*** Records provided ***

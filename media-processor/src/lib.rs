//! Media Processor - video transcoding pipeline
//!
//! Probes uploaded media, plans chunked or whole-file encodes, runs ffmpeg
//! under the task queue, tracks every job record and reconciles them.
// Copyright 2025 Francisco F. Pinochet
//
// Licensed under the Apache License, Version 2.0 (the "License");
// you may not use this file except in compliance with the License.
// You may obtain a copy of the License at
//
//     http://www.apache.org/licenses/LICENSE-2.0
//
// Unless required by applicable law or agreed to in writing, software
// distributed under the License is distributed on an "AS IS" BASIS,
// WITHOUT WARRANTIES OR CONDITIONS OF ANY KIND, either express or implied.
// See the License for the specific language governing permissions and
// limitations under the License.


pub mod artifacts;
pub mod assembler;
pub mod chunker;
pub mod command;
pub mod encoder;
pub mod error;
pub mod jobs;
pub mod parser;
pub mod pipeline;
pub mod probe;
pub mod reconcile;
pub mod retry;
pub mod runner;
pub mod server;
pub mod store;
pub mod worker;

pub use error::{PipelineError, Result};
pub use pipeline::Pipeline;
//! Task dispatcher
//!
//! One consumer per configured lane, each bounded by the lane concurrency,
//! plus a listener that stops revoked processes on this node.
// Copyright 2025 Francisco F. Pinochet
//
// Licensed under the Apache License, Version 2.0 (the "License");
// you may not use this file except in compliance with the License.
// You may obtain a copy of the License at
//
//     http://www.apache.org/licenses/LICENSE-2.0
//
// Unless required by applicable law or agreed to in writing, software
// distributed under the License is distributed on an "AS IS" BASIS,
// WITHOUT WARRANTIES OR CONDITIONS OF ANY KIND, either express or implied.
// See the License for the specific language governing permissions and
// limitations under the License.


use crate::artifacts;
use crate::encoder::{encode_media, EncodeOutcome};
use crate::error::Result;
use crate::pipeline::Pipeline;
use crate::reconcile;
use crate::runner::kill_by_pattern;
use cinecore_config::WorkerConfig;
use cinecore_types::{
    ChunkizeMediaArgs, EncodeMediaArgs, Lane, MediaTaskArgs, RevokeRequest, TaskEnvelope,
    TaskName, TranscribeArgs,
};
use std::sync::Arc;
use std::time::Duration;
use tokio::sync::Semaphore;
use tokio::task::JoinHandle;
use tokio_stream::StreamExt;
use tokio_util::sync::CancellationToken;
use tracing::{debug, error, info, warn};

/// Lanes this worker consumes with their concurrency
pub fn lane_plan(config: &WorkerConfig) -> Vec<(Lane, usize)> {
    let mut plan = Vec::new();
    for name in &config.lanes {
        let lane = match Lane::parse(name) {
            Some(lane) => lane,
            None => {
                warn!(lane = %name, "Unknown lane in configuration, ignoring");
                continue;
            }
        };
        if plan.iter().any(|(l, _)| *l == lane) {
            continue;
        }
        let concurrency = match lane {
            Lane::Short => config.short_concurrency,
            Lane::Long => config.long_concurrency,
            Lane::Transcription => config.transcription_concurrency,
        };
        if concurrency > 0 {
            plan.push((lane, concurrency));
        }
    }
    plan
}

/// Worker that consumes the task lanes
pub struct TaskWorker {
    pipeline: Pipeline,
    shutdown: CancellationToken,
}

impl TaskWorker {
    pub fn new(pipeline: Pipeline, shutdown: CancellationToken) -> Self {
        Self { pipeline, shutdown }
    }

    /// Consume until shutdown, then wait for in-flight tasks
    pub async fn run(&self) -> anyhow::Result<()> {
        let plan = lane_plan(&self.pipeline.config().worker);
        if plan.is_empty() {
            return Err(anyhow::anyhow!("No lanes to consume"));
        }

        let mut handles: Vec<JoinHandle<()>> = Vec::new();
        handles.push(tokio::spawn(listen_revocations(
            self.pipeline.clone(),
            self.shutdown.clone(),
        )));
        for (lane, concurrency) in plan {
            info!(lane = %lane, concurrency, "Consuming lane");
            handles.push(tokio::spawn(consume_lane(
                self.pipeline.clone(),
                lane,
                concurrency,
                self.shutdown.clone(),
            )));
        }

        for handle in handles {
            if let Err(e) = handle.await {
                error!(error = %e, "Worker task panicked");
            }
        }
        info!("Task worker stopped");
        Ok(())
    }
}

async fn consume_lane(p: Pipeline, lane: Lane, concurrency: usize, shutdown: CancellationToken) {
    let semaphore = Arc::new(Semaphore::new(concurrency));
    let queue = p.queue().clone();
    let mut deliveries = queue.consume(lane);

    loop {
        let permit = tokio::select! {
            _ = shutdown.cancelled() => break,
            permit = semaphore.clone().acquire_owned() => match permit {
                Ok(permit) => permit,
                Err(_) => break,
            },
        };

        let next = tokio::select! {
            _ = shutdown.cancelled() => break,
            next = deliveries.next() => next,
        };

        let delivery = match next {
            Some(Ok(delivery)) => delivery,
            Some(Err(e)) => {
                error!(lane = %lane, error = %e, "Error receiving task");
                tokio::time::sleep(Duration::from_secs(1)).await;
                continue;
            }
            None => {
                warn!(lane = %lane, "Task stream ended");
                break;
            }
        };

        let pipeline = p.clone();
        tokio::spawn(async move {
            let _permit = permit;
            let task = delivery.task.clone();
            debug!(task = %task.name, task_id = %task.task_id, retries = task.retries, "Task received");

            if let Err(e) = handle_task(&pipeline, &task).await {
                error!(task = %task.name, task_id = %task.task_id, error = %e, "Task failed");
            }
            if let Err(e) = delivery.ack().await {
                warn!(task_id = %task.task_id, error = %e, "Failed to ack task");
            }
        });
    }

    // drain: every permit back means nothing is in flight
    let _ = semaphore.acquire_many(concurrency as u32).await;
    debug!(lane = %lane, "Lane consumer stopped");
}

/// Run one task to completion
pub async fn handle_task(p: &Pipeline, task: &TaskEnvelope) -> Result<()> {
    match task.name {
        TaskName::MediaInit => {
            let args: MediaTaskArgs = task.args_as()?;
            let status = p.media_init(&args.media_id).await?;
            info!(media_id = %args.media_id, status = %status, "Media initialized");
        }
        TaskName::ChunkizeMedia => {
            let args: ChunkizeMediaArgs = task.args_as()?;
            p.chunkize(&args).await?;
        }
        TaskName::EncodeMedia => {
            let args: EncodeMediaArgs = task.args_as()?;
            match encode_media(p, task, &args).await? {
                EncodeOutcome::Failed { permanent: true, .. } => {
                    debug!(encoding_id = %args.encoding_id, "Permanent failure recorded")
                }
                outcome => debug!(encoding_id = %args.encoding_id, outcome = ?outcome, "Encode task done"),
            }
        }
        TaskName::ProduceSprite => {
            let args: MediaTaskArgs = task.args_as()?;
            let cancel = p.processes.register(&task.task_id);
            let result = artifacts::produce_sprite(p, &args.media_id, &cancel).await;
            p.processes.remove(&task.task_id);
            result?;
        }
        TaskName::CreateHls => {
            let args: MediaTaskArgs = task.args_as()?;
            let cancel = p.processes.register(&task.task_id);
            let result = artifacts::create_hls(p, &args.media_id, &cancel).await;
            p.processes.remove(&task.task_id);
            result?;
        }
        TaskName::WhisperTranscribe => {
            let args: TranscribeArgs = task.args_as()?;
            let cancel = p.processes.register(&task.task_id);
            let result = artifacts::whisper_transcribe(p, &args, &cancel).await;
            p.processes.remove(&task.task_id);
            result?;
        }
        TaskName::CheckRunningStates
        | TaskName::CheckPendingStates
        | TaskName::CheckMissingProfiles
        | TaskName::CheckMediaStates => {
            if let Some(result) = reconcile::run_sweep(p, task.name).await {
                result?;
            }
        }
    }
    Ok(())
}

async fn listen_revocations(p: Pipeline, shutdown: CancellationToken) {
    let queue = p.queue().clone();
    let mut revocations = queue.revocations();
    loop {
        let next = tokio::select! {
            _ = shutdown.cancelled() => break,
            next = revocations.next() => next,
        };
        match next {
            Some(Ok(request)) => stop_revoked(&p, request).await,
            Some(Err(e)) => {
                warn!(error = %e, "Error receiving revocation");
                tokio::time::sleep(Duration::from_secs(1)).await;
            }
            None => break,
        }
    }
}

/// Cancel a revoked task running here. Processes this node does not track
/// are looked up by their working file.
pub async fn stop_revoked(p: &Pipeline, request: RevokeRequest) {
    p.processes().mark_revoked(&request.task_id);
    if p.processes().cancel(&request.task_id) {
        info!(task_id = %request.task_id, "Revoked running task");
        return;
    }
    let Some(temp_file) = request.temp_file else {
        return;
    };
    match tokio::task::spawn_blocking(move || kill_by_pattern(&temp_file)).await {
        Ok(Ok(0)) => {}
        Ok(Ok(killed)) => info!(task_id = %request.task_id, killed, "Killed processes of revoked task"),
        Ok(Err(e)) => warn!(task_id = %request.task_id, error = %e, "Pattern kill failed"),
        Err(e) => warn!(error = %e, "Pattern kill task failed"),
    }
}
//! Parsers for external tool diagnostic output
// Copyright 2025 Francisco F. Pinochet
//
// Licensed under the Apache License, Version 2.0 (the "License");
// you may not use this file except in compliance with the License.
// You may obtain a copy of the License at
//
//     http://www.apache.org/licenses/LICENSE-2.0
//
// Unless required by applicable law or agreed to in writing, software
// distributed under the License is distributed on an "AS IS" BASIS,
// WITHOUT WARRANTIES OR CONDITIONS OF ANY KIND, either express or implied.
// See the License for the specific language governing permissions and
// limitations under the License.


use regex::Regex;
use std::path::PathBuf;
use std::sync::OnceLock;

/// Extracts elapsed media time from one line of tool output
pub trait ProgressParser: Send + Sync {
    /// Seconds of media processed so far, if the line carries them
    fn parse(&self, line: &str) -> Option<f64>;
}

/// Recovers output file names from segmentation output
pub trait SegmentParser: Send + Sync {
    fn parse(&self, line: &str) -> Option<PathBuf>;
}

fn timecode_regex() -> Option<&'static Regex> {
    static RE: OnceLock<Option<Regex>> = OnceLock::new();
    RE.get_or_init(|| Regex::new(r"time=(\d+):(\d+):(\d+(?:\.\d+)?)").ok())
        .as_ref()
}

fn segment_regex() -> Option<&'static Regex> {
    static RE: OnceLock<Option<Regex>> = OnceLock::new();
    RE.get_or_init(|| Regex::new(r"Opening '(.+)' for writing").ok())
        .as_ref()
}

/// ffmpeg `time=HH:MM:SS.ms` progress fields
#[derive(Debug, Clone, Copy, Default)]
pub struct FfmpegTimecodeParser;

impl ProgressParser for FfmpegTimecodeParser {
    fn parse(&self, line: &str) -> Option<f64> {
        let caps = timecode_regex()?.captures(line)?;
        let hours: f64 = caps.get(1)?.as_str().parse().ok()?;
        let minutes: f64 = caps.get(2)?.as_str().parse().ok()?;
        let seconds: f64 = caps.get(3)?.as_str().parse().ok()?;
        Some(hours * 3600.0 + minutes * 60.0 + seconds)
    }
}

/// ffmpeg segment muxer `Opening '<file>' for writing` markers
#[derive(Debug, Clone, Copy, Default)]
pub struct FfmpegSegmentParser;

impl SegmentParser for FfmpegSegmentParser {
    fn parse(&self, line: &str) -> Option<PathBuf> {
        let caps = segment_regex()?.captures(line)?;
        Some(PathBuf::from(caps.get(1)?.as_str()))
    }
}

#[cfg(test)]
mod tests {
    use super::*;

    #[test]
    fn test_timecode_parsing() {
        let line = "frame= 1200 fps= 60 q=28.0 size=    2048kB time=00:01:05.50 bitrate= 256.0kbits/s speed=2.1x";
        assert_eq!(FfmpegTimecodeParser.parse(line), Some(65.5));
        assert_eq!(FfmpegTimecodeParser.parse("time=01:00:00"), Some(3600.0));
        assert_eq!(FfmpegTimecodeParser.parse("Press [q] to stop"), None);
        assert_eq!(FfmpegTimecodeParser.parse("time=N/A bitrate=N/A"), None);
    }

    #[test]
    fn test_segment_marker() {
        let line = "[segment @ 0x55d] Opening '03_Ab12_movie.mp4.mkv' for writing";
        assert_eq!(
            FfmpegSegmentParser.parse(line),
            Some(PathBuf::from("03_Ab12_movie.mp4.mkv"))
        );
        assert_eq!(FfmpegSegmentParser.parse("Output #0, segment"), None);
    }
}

***

*Brief:* Copy each line of the records above that carries the word "bitrate".

*Answer to this exercise:*
        let line = "frame= 1200 fps= 60 q=28.0 size=    2048kB time=00:01:05.50 bitrate= 256.0kbits/s speed=2.1x";
        assert_eq!(FfmpegTimecodeParser.parse("time=N/A bitrate=N/A"), None);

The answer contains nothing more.